M. Peter Maurer, président du CICR, s'est rendu à Gaza, en Israël et en Cisjordanie du 4 au 7 août. Durant sa visite à Shujaia, une banlieue de la ville de Gaza, il s’est rendu compte par lui-même des dévastations massives causées par les combats. « Ce conflit a fait payer un tribut inacceptable à la population civile.  Les parties au conflit ont des obligations au regard du droit de la guerre. Nous avons observé de sérieux écarts entre ces obligations et la réalité sur le terrain. Nous sommes déterminés à nous engager auprès des parties afin de faire tout notre possible pour que cela ne se reproduise pas. Il incombe collectivement aux parties au conflit et à la communauté internationale de créer un environnement dans lequel une assistance humanitaire durable peut être apportée là où le besoin se fait le plus sentir. Le CICR s'est engagé à venir en aide aux communautés décimées à se relever, mais cela exige des changements tangibles, dont un plus grand respect du droit de la guerre, de l’action et des travailleurs humanitaires en toutes circonstances », a-t-il déclaré.
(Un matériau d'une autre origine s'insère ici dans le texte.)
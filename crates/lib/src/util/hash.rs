//! Hashing utilities for keys and content fingerprints.
//!
//! This module provides:
//! - `ObjectHash`: a truncated 20-character hash used as artifact/rule keys
//! - `ContentHash`: a full 64-character hash for content fingerprints
//! - `Hashable`: stable hashing of any serializable value
//! - `hash_directory()` / `hash_file()` / `hash_bytes()`: content hashing

use std::fs;
use std::io::Read;
use std::path::Path;

use serde::{Deserialize, Serialize};
use sha2::{Digest, Sha256};
use walkdir::WalkDir;

use crate::consts::OBJ_HASH_PREFIX_LEN;

pub type HashError = serde_json::Error;

/// A truncated hash identifying a unique object.
///
/// The hash is a 20-character truncated SHA-256 of the JSON-serialized
/// value. This provides sufficient collision resistance while keeping
/// keys readable in logs and ledger dumps.
#[derive(Debug, Clone, PartialEq, Eq, PartialOrd, Ord, Hash, Serialize, Deserialize)]
pub struct ObjectHash(pub String);

impl std::fmt::Display for ObjectHash {
  fn fmt(&self, f: &mut std::fmt::Formatter<'_>) -> std::fmt::Result {
    write!(f, "{}", self.0)
  }
}

/// Compute the truncated object hash of any serializable value.
pub fn object_hash_of<T: Serialize + ?Sized>(value: &T) -> Result<ObjectHash, HashError> {
  let serialized = serde_json::to_string(value)?;
  let mut hasher = Sha256::new();
  hasher.update(serialized.as_bytes());
  let full = hex::encode(hasher.finalize());
  Ok(ObjectHash(full[..OBJ_HASH_PREFIX_LEN].to_string()))
}

pub trait Hashable: Serialize {
  fn compute_hash(&self) -> Result<ObjectHash, HashError> {
    object_hash_of(self)
  }
}

/// Hash a set of object hashes independent of input order.
///
/// Keys are sorted before hashing, so two sets with the same members
/// always produce the same digest.
pub fn hash_key_set<'a, I>(keys: I) -> ObjectHash
where
  I: IntoIterator<Item = &'a ObjectHash>,
{
  let mut sorted: Vec<&str> = keys.into_iter().map(|k| k.0.as_str()).collect();
  sorted.sort_unstable();

  let mut hasher = Sha256::new();
  for key in sorted {
    hasher.update(key.as_bytes());
    hasher.update(b"\n");
  }
  let full = hex::encode(hasher.finalize());
  ObjectHash(full[..OBJ_HASH_PREFIX_LEN].to_string())
}

/// A full 64-character SHA-256 hash used for content fingerprints.
///
/// Unlike `ObjectHash`, which is truncated for readable keys,
/// `ContentHash` keeps the full digest for maximum collision resistance
/// when deciding whether an artifact changed.
#[derive(Debug, Clone, PartialEq, Eq, Hash, Serialize, Deserialize)]
pub struct ContentHash(pub String);

impl std::fmt::Display for ContentHash {
  fn fmt(&self, f: &mut std::fmt::Formatter<'_>) -> std::fmt::Result {
    write!(f, "{}", self.0)
  }
}

/// Error during filesystem content hashing.
#[derive(Debug, thiserror::Error)]
pub enum FsHashError {
  #[error("failed to walk directory: {message}")]
  WalkDir { message: String },

  #[error("failed to read file {path}: {message}")]
  ReadFile { path: String, message: String },

  #[error("failed to read symlink {path}: {message}")]
  ReadSymlink { path: String, message: String },
}

/// Compute a deterministic hash of a directory's contents.
///
/// The hash covers file contents, directory structure, and symlink
/// targets — never metadata like timestamps or permissions. Entries are
/// sorted by path for determinism.
pub fn hash_directory(path: &Path, exclude: &[&str]) -> Result<ContentHash, FsHashError> {
  let mut entries: Vec<(String, String)> = Vec::new();

  let walker = WalkDir::new(path).sort_by_file_name().into_iter().filter_entry(|e| {
    e.file_name()
      .to_str()
      .map(|name| !exclude.contains(&name))
      .unwrap_or(true)
  });

  for entry in walker {
    let entry = entry.map_err(|e| FsHashError::WalkDir { message: e.to_string() })?;
    let entry_path = entry.path();

    let rel_path = entry_path
      .strip_prefix(path)
      .unwrap_or(entry_path)
      .to_string_lossy()
      .to_string();

    // Skip the root directory itself
    if rel_path.is_empty() {
      continue;
    }

    let file_type = entry.file_type();
    let entry_hash = if file_type.is_file() {
      let content_hash = hash_file(entry_path)?;
      format!("F:{}:{}", rel_path, content_hash.0)
    } else if file_type.is_dir() {
      format!("D:{}", rel_path)
    } else if file_type.is_symlink() {
      let target = fs::read_link(entry_path).map_err(|e| FsHashError::ReadSymlink {
        path: entry_path.display().to_string(),
        message: e.to_string(),
      })?;
      let target_hash = hash_bytes(target.to_string_lossy().as_bytes());
      format!("L:{}:{}", rel_path, target_hash.0)
    } else {
      // Skip special files (sockets, devices, etc.)
      continue;
    };

    entries.push((rel_path, entry_hash));
  }

  entries.sort_by(|a, b| a.0.cmp(&b.0));

  let mut hasher = Sha256::new();
  for (_, entry_hash) in entries {
    hasher.update(entry_hash.as_bytes());
    hasher.update(b"\n");
  }

  Ok(ContentHash(hex::encode(hasher.finalize())))
}

/// Hash a file's contents.
pub fn hash_file(path: &Path) -> Result<ContentHash, FsHashError> {
  let mut file = fs::File::open(path).map_err(|e| FsHashError::ReadFile {
    path: path.display().to_string(),
    message: e.to_string(),
  })?;

  let mut hasher = Sha256::new();
  let mut buffer = [0u8; 8192];

  loop {
    let bytes_read = file.read(&mut buffer).map_err(|e| FsHashError::ReadFile {
      path: path.display().to_string(),
      message: e.to_string(),
    })?;
    if bytes_read == 0 {
      break;
    }
    hasher.update(&buffer[..bytes_read]);
  }

  Ok(ContentHash(hex::encode(hasher.finalize())))
}

/// Hash arbitrary bytes.
pub fn hash_bytes(data: &[u8]) -> ContentHash {
  let mut hasher = Sha256::new();
  hasher.update(data);
  ContentHash(hex::encode(hasher.finalize()))
}

#[cfg(test)]
mod tests {
  use super::*;
  use std::fs;
  use tempfile::tempdir;

  #[derive(Serialize)]
  struct Sample {
    name: String,
    count: u32,
  }

  impl Hashable for Sample {}

  #[test]
  fn object_hash_is_stable_and_truncated() {
    let a = Sample {
      name: "out.txt".to_string(),
      count: 3,
    };
    let b = Sample {
      name: "out.txt".to_string(),
      count: 3,
    };

    let ha = a.compute_hash().unwrap();
    let hb = b.compute_hash().unwrap();

    assert_eq!(ha, hb);
    assert_eq!(ha.0.len(), OBJ_HASH_PREFIX_LEN);
  }

  #[test]
  fn object_hash_changes_with_content() {
    let a = Sample {
      name: "out.txt".to_string(),
      count: 3,
    };
    let b = Sample {
      name: "out.txt".to_string(),
      count: 4,
    };

    assert_ne!(a.compute_hash().unwrap(), b.compute_hash().unwrap());
  }

  #[test]
  fn key_set_hash_ignores_order() {
    let a = ObjectHash("aaa".to_string());
    let b = ObjectHash("bbb".to_string());
    let c = ObjectHash("ccc".to_string());

    let h1 = hash_key_set([&a, &b, &c]);
    let h2 = hash_key_set([&c, &a, &b]);
    let h3 = hash_key_set([&a, &b]);

    assert_eq!(h1, h2);
    assert_ne!(h1, h3);
  }

  #[test]
  fn hash_empty_directory() {
    let temp = tempdir().unwrap();
    let hash = hash_directory(temp.path(), &[]).unwrap();
    assert_eq!(hash.0.len(), 64);
  }

  #[test]
  fn hash_is_deterministic() {
    let temp = tempdir().unwrap();
    fs::write(temp.path().join("a.txt"), "content a").unwrap();
    fs::write(temp.path().join("b.txt"), "content b").unwrap();

    let hash1 = hash_directory(temp.path(), &[]).unwrap();
    let hash2 = hash_directory(temp.path(), &[]).unwrap();

    assert_eq!(hash1, hash2);
  }

  #[test]
  fn hash_changes_with_content() {
    let temp = tempdir().unwrap();
    fs::write(temp.path().join("file.txt"), "original").unwrap();
    let hash1 = hash_directory(temp.path(), &[]).unwrap();

    fs::write(temp.path().join("file.txt"), "modified").unwrap();
    let hash2 = hash_directory(temp.path(), &[]).unwrap();

    assert_ne!(hash1, hash2);
  }

  #[test]
  fn hash_respects_exclusions() {
    let temp = tempdir().unwrap();
    fs::write(temp.path().join("file.txt"), "content").unwrap();
    let hash1 = hash_directory(temp.path(), &[]).unwrap();

    fs::create_dir(temp.path().join("tmp")).unwrap();
    fs::write(temp.path().join("tmp/scratch"), "scratch").unwrap();

    let hash2 = hash_directory(temp.path(), &["tmp"]).unwrap();

    assert_eq!(hash1, hash2);
  }

  #[test]
  fn hash_file_works() {
    let temp = tempdir().unwrap();
    let file_path = temp.path().join("test.txt");
    fs::write(&file_path, "hello world").unwrap();

    let hash = hash_file(&file_path).unwrap();
    assert_eq!(hash.0.len(), 64);
    assert_eq!(hash, hash_file(&file_path).unwrap());
  }

  #[test]
  fn same_content_different_structure_different_hash() {
    let temp1 = tempdir().unwrap();
    fs::write(temp1.path().join("file.txt"), "content").unwrap();

    let temp2 = tempdir().unwrap();
    fs::create_dir(temp2.path().join("subdir")).unwrap();
    fs::write(temp2.path().join("subdir/file.txt"), "content").unwrap();

    let hash1 = hash_directory(temp1.path(), &[]).unwrap();
    let hash2 = hash_directory(temp2.path(), &[]).unwrap();

    assert_ne!(hash1, hash2);
  }
}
À Gaza, près de 1 900 personnes ont été tuées, et quelque 10 000 blessées en 37 jours d'intenses combats. Selon la plupart des estimations, les victimes seraient, pour plus de la moitié, des civils, dont au moins 25 pour cent d’enfants. Les personnes les plus vulnérables - les enfants, les personnes âgées, les malades et les blessés - ont payé le plus lourd tribu. En Israël, trois civils ont été tués et 551 blessés. Alors que la vie dans les communautés du sud d'Israël a été perturbée par les tirs de roquettes quotidiens, pas moins de 400 000 personnes ont été déplacées dans la bande de Gaza dévastée par la guerre, et où l’insécurité régnait partout pendant les hostilités dans l'enclave côtière densément peuplée. Plus de 16 000 maisons ont été rendues inhabitables – dont il ne reste, pour bon nombre d’entre elles, que des décombres.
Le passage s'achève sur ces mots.